Effectiveness of First-Line Immunotherapy for Metastatic Melanoma: A Propensity Score Analysis from the Texas Cancer Registry Database
Introduction
The last decade saw the expansion of immunotherapy, notably immune checkpoint inhibitors (ICIs), for treating metastatic melanoma due to their demonstrated success in clinical trials. These agents are now approved by the Food and Drug Administration (FDA) and are recommended for use by the National Comprehensive Cancer Network (NCCN) in patients with metastatic melanoma. The objective of this study was to determine the use of first-line immunotherapy agents for metastatic melanoma and to evaluate associated survival benefits in the era of ICIs.
Methods
A retrospective analysis involving 1,372 patients with metastatic melanoma who received treatment from 2011 to 2018 (post-FDA approval of ICIs) as identified from the Texas Cancer Registry (TCR) database. The main exposure was metastatic melanoma diagnosis. The outcomes examined were overall survival (OS) and cause-specific survival (CSS). Kaplan-Meier analysis was used to characterize the unadjusted OS and CSS of patients who received immunotherapy as first-line agents (treatment group) and those who received other treatments (alternative treatment group). Propensity score (PS) analysis using inverse probability treatment weighting (IPTW) was used to balance measured baseline covariates between the two groups. The effect of immunotherapy as first-course therapy on OS and CSS was then assessed with a PS-adjusted Cox proportional hazard model. To assess the robustness of our findings, analyses were repeated using regression adjustment, PS matching to adjust for covariates, and testing for informative censoring and immortal time bias using landmark analysis.
Results
Of the 1,372 patients with metastatic melanoma, 429 (31.30%) received immunotherapy. Immunotherapy group was younger [Median (Q1-Q3): 62 (52-71) vs 65 (55-76) years]. The median (IQR) follow-up time for the cohort was 67.2 (39.61-98.47) months.

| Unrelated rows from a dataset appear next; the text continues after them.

//! Configuration types for the dynip system
//!
//! This module defines all configuration structures used throughout the crate.

use serde::{Deserialize, Serialize};

use crate::traits::IpVersion;

/// Main dynip configuration
#[derive(Debug, Clone, Serialize, Deserialize)]
pub struct DynipConfig {
    /// DNS provider configuration
    pub provider: ProviderConfig,

    /// Zone the managed records belong to
    pub domain: String,

    /// Record names within the zone to keep in sync
    pub records: Vec<String>,

    /// Address families to resolve and publish
    #[serde(default)]
    pub family: FamilyMode,

    /// IP source include/exclude filter
    #[serde(default)]
    pub sources: SourceFilter,

    /// Per-source probe/fetch timeout in seconds
    #[serde(default = "default_source_timeout_secs")]
    pub source_timeout_secs: u64,

    /// Interval between poll ticks in seconds
    #[serde(default = "default_poll_interval_secs")]
    pub poll_interval_secs: u64,

    /// Overall HTTP request timeout in seconds (client-level)
    #[serde(default = "default_request_timeout_secs")]
    pub request_timeout_secs: u64,

    /// Optional engine settings
    #[serde(default)]
    pub engine: EngineConfig,
}

impl DynipConfig {
    /// Validate the configuration
    ///
    /// This is the only place a failure is fatal to the process: everything
    /// past startup recovers and retries.
    pub fn validate(&self) -> Result<(), crate::Error> {
        if self.domain.is_empty() {
            return Err(crate::Error::config("Domain cannot be empty"));
        }
        if self.records.is_empty() {
            return Err(crate::Error::config("No records configured"));
        }
        if self.records.iter().any(|r| r.is_empty()) {
            return Err(crate::Error::config("Record names cannot be empty"));
        }
        if self.poll_interval_secs == 0 {
            return Err(crate::Error::config("Poll interval must be > 0"));
        }
        if self.source_timeout_secs == 0 {
            return Err(crate::Error::config("Source timeout must be > 0"));
        }

        self.provider.validate()?;

        Ok(())
    }

    /// The IP versions this configuration resolves, in fixed order
    pub fn versions(&self) -> Vec<IpVersion> {
        match self.family {
            FamilyMode::V4 => vec![IpVersion::V4],
            FamilyMode::V6 => vec![IpVersion::V6],
            FamilyMode::Dual => vec![IpVersion::V4, IpVersion::V6],
        }
    }
}

/// Address-family mode
#[derive(Debug, Clone, Copy, Default, PartialEq, Eq, Serialize, Deserialize)]
#[serde(rename_all = "lowercase")]
pub enum FamilyMode {
    /// IPv4 only
    #[default]
    V4,
    /// IPv6 only
    V6,
    /// Both IPv4 and IPv6, resolved as two independent cycles
    Dual,
}

/// IP source include/exclude filter
///
/// An empty include list means "all registered sources". Names are matched
/// case-insensitively. Exclude is applied after include and wins on conflict.
#[derive(Debug, Clone, Default, Serialize, Deserialize)]
pub struct SourceFilter {
    /// Source names to include (empty = all)
    #[serde(default)]
    pub include: Vec<String>,

    /// Source names to exclude
    #[serde(default)]
    pub exclude: Vec<String>,
}

impl SourceFilter {
    /// Whether a source name passes this filter
    pub fn allows(&self, name: &str) -> bool {
        let name = name.to_lowercase();

        let included = self.include.is_empty()
            || self.include.iter().any(|n| n.to_lowercase() == name);
        let excluded = self.exclude.iter().any(|n| n.to_lowercase() == name);

        included && !excluded
    }
}

/// DNS provider configuration
#[derive(Debug, Clone, Serialize, Deserialize)]
#[serde(tag = "type", rename_all = "snake_case")]
pub enum ProviderConfig {
    /// ArvanCloud provider
    Arvan {
        /// ArvanCloud API key
        api_key: String,
    },

    /// Custom provider
    Custom {
        /// Factory name to use
        factory: String,
        /// Custom configuration data
        config: serde_json::Value,
    },
}

impl ProviderConfig {
    /// Validate the provider configuration
    pub fn validate(&self) -> Result<(), crate::Error> {
        match self {
            ProviderConfig::Arvan { api_key } => {
                if api_key.is_empty() {
                    return Err(crate::Error::config("ArvanCloud API key cannot be empty"));
                }
                Ok(())
            }
            ProviderConfig::Custom { factory, config } => {
                if factory.is_empty() {
                    return Err(crate::Error::config("Custom provider factory cannot be empty"));
                }
                if config.is_null() {
                    return Err(crate::Error::config("Custom provider config cannot be null"));
                }
                Ok(())
            }
        }
    }

    /// Get the provider type name
    pub fn type_name(&self) -> &str {
        match self {
            ProviderConfig::Arvan { .. } => "arvan",
            ProviderConfig::Custom { factory, .. } => factory,
        }
    }
}

/// Engine configuration
#[derive(Debug, Clone, Serialize, Deserialize)]
pub struct EngineConfig {
    /// Upper bound in seconds for the error backoff sleep
    #[serde(default = "default_backoff_cap_secs")]
    pub backoff_cap_secs: u64,

    /// Capacity of the internal event channel
    ///
    /// When full, new events are dropped (with a warning log) so the engine
    /// never blocks on a slow observer.
    #[serde(default = "default_event_channel_capacity")]
    pub event_channel_capacity: usize,
}

impl Default for EngineConfig {
    fn default() -> Self {
        Self {
            backoff_cap_secs: default_backoff_cap_secs(),
            event_channel_capacity: default_event_channel_capacity(),
        }
    }
}

fn default_source_timeout_secs() -> u64 {
    10
}

fn default_poll_interval_secs() -> u64 {
    60
}

fn default_request_timeout_secs() -> u64 {
    30
}

fn default_backoff_cap_secs() -> u64 {
    30
}

fn default_event_channel_capacity() -> usize {
    1000
}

IPTW balanced baseline characteristics across comparison groups (standardized mean difference <±0.25). Patients receiving immunotherapy had significantly longer median (interquartile range) survival [CSS: 27.00 (21.00-42.00) months versus 16.00 (14.00-19.00) months; OS: 22.00 (17.00-27.00) months versus 12.00 (11.00-14.00) months] and reduced mortality risk (HR for CSS: 0.80; 95%CI: 0.73-0.88; p<0.0001; HR for OS: 0.76; 95%CI: 0.69-0.83; p<0.0001). Results of the sensitivity analyses corroborated our main findings.
Conclusion
Immunotherapy utilization as first-course therapy for metastatic melanoma was associated with improved survival in the Texan population. We added to previous studies by generating robust evidence to support immunotherapy effectiveness using real-world data. The proportion of patients receiving first-line immunotherapy was, however, low, suggesting the need for efforts to improve their adoption in clinical practice.